**Your task:**
Could you show each line of the records that contains the word "CallbackResult"?

* * *

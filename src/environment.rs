use crate::ast::{Node, Template};
use crate::callbacks::{CallbackResult, CallbackTable};
use crate::context::RenderContext;
use crate::error::{AkizoraError, RenderError, Result};
use crate::lexer::SyntaxConfig;
use crate::parser;
use crate::renderer::Renderer;
use crate::template_loader::{FileSystemLoader, TemplateLoader};
use crate::value::Value;
use std::collections::HashMap;
use std::path::Path;
use std::sync::Arc;

/// Resolves an include name into a parsed template when the environment's
/// cache and file search come up empty (or file search is disabled)
pub type IncludeCallback = Arc<dyn Fn(&str) -> Result<Template> + Send + Sync>;

/// Configuration, callback table and template cache; the entry point for
/// parsing and rendering.
///
/// `parse` and `render` take `&mut self` because include resolution writes
/// into the template cache and every render replaces the diagnostics list.
/// An environment shared across threads must be configured up front and
/// have its cache writes serialized by the host.
pub struct Environment {
    syntax: SyntaxConfig,
    callbacks: CallbackTable,
    templates: HashMap<String, Template>,
    loader: Box<dyn TemplateLoader>,
    include_callback: Option<IncludeCallback>,
    search_included_templates_in_files: bool,
    graceful_errors: bool,
    render_errors: Vec<RenderError>,
}

impl Default for Environment {
    fn default() -> Self {
        Self::new()
    }
}

impl Environment {
    pub fn new() -> Self {
        Self {
            syntax: SyntaxConfig::default(),
            callbacks: CallbackTable::with_builtins(),
            templates: HashMap::new(),
            loader: Box::new(FileSystemLoader::new(".")),
            include_callback: None,
            search_included_templates_in_files: true,
            graceful_errors: false,
            render_errors: Vec::new(),
        }
    }

    /// An environment whose loader reads templates under `root`
    pub fn with_template_root(root: impl AsRef<Path>) -> Self {
        let mut env = Self::new();
        env.loader = Box::new(FileSystemLoader::new(root));
        env
    }

    /// Parse a template source. Includes are resolved eagerly: every
    /// `{% include "name" %}` that is not already cached is located via the
    /// include callback or the loader and parsed into the cache, so a
    /// missing include surfaces here as a file error.
    pub fn parse(&mut self, source: &str) -> Result<Template> {
        let template = parser::parse(source, &self.syntax)?;
        let mut in_flight = Vec::new();
        self.resolve_includes(&template, &mut in_flight)?;
        Ok(template)
    }

    /// Load a template through the loader and parse it
    pub fn parse_file(&mut self, path: &str) -> Result<Template> {
        let source = self.loader.load(path)?;
        self.parse(&source)
    }

    /// Parse and render in one call
    pub fn render(&mut self, source: &str, data: impl Into<Value>) -> Result<String> {
        let template = self.parse(source)?;
        self.render_template(&template, data)
    }

    /// Render a previously parsed template. The diagnostics list is
    /// replaced on every call.
    pub fn render_template(&mut self, template: &Template, data: impl Into<Value>) -> Result<String> {
        self.render_errors.clear();
        let mut ctx = RenderContext::new(data.into());
        let result = Renderer::new(
            template,
            &self.callbacks,
            &self.templates,
            self.graceful_errors,
        )
        .render(&mut ctx);
        self.render_errors = ctx.errors;
        result?;
        Ok(ctx.output)
    }

    /// Register a named template for `{% include "name" %}`
    pub fn include_template(&mut self, name: &str, template: Template) {
        self.templates.insert(name.to_string(), template);
    }

    pub fn add_callback<F>(&mut self, name: &str, arity: i32, callback: F)
    where
        F: Fn(&[Value]) -> CallbackResult + Send + Sync + 'static,
    {
        self.callbacks.add(name, arity, callback);
    }

    pub fn add_void_callback<F>(&mut self, name: &str, arity: i32, callback: F)
    where
        F: Fn(&[Value]) + Send + Sync + 'static,
    {
        self.callbacks.add_void(name, arity, callback);
    }

    pub fn set_expression(&mut self, open: &str, close: &str) {
        self.syntax.expression_open = open.to_string();
        self.syntax.expression_close = close.to_string();
    }

    pub fn set_statement(&mut self, open: &str, close: &str) {
        self.syntax.statement_open = open.to_string();
        self.syntax.statement_close = close.to_string();
    }

    pub fn set_comment(&mut self, open: &str, close: &str) {
        self.syntax.comment_open = open.to_string();
        self.syntax.comment_close = close.to_string();
    }

    pub fn set_line_statement(&mut self, prefix: &str) {
        self.syntax.line_statement = prefix.to_string();
    }

    pub fn set_trim_blocks(&mut self, trim_blocks: bool) {
        self.syntax.trim_blocks = trim_blocks;
    }

    pub fn set_lstrip_blocks(&mut self, lstrip_blocks: bool) {
        self.syntax.lstrip_blocks = lstrip_blocks;
    }

    pub fn set_search_included_templates_in_files(&mut self, search: bool) {
        self.search_included_templates_in_files = search;
    }

    pub fn set_include_callback<F>(&mut self, callback: F)
    where
        F: Fn(&str) -> Result<Template> + Send + Sync + 'static,
    {
        self.include_callback = Some(Arc::new(callback));
    }

    pub fn set_loader(&mut self, loader: Box<dyn TemplateLoader>) {
        self.loader = loader;
    }

    pub fn set_graceful_errors(&mut self, graceful: bool) {
        self.graceful_errors = graceful;
    }

    /// Failures recovered by graceful mode during the last render, in
    /// source order
    pub fn get_last_render_errors(&self) -> &[RenderError] {
        &self.render_errors
    }

    pub fn clear_render_errors(&mut self) {
        self.render_errors.clear();
    }

    fn resolve_includes(&mut self, template: &Template, in_flight: &mut Vec<String>) -> Result<()> {
        for name in collect_includes(&template.nodes) {
            if self.templates.contains_key(&name) || in_flight.contains(&name) {
                continue;
            }
            let included = self.locate_template(&name)?;
            in_flight.push(name.clone());
            let nested = self.resolve_includes(&included, in_flight);
            in_flight.pop();
            nested?;
            self.templates.insert(name, included);
        }
        Ok(())
    }

    fn locate_template(&mut self, name: &str) -> Result<Template> {
        if let Some(callback) = self.include_callback.clone() {
            return callback(name);
        }
        if self.search_included_templates_in_files {
            let source = self.loader.load(name)?;
            return parser::parse(&source, &self.syntax);
        }
        Err(AkizoraError::FileError {
            message: format!("failed accessing file at '{}'", name),
        })
    }
}

fn collect_includes(nodes: &[Node]) -> Vec<String> {
    let mut names = Vec::new();
    walk_includes(nodes, &mut names);
    names
}

fn walk_includes(nodes: &[Node], names: &mut Vec<String>) {
    for node in nodes {
        match node {
            Node::Include(n) => names.push(n.name.clone()),
            Node::If(n) => {
                for (_, body) in &n.branches {
                    walk_includes(body, names);
                }
                if let Some(body) = &n.else_body {
                    walk_includes(body, names);
                }
            }
            Node::For(n) => walk_includes(&n.body, names),
            _ => {}
        }
    }
}

#[cfg(test)]
mod tests {
    use super::*;
    use serde_json::json;

    #[test]
    fn test_template_reuse() {
        let mut env = Environment::new();
        let template = env
            .parse("{% if is_happy %}{{ name }}{% else %}{{ city }}{% endif %}")
            .unwrap();

        let data = json!({"name": "Peter", "city": "Brunswick", "is_happy": true});
        assert_eq!(env.render_template(&template, data).unwrap(), "Peter");

        let data = json!({"name": "Peter", "city": "Brunswick", "is_happy": false});
        assert_eq!(env.render_template(&template, data).unwrap(), "Brunswick");
    }

    #[test]
    fn test_named_include() {
        let mut env = Environment::new();
        let greeting = env.parse("Hello {{ name }}").unwrap();
        env.include_template("greeting", greeting);

        let template = env.parse(r#"{% include "greeting" %}!"#).unwrap();
        assert_eq!(
            env.render_template(&template, json!({"name": "Peter"})).unwrap(),
            "Hello Peter!"
        );
    }

    #[test]
    fn test_missing_include_is_parse_time_file_error() {
        let mut env = Environment::new();
        let err = env.parse(r#"{% include "does-not-exist" %}!"#).unwrap_err();
        assert_eq!(
            err.to_string(),
            "File error: failed accessing file at 'does-not-exist'"
        );
    }

    #[test]
    fn test_include_callback() {
        let mut env = Environment::new();
        env.set_search_included_templates_in_files(false);
        env.set_include_callback(|_| crate::parse("Hello {{ name }}"));

        let template = env.parse(r#"{% include "greeting" %}!"#).unwrap();
        assert_eq!(
            env.render_template(&template, json!({"name": "Peter"})).unwrap(),
            "Hello Peter!"
        );
    }

    #[test]
    fn test_include_callback_receives_name() {
        let mut env = Environment::new();
        env.set_include_callback(|name| crate::parse(&format!("Bye {}", name)));

        let template = env.parse(r#"{% include "Jeff" %}!"#).unwrap();
        assert_eq!(env.render_template(&template, json!({})).unwrap(), "Bye Jeff!");
    }

    #[test]
    fn test_delimiter_reconfiguration() {
        let mut env = Environment::new();
        let data = json!({"name": "Peter"});
        assert_eq!(env.render("Hello {{ name }}!", data.clone()).unwrap(), "Hello Peter!");

        env.set_expression("(&", "&)");
        assert_eq!(
            env.render("Hello {{ name }}!", data.clone()).unwrap(),
            "Hello {{ name }}!"
        );
        assert_eq!(env.render("Hello (& name &)!", data).unwrap(), "Hello Peter!");
    }

    #[test]
    fn test_errors_cleared_between_renders() {
        let mut env = Environment::new();
        env.set_graceful_errors(true);
        let data = json!({"name": "Peter"});

        env.render("{{ unknown }}", data.clone()).unwrap();
        assert_eq!(env.get_last_render_errors().len(), 1);

        env.render("{{ name }}", data.clone()).unwrap();
        assert_eq!(env.get_last_render_errors().len(), 0);

        env.render("{{ unknown }}", data).unwrap();
        assert_eq!(env.get_last_render_errors().len(), 1);
    }

    #[test]
    fn test_custom_callback() {
        let mut env = Environment::new();
        env.add_callback("double", 1, |args| {
            Ok(Value::Int(args[0].as_int().unwrap_or(0) * 2))
        });
        assert_eq!(env.render("{{ double(age) }}", json!({"age": 29})).unwrap(), "58");
    }
}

* * *

**Exercise output:**
use crate::callbacks::{CallbackResult, CallbackTable};
        F: Fn(&[Value]) -> CallbackResult + Send + Sync + 'static,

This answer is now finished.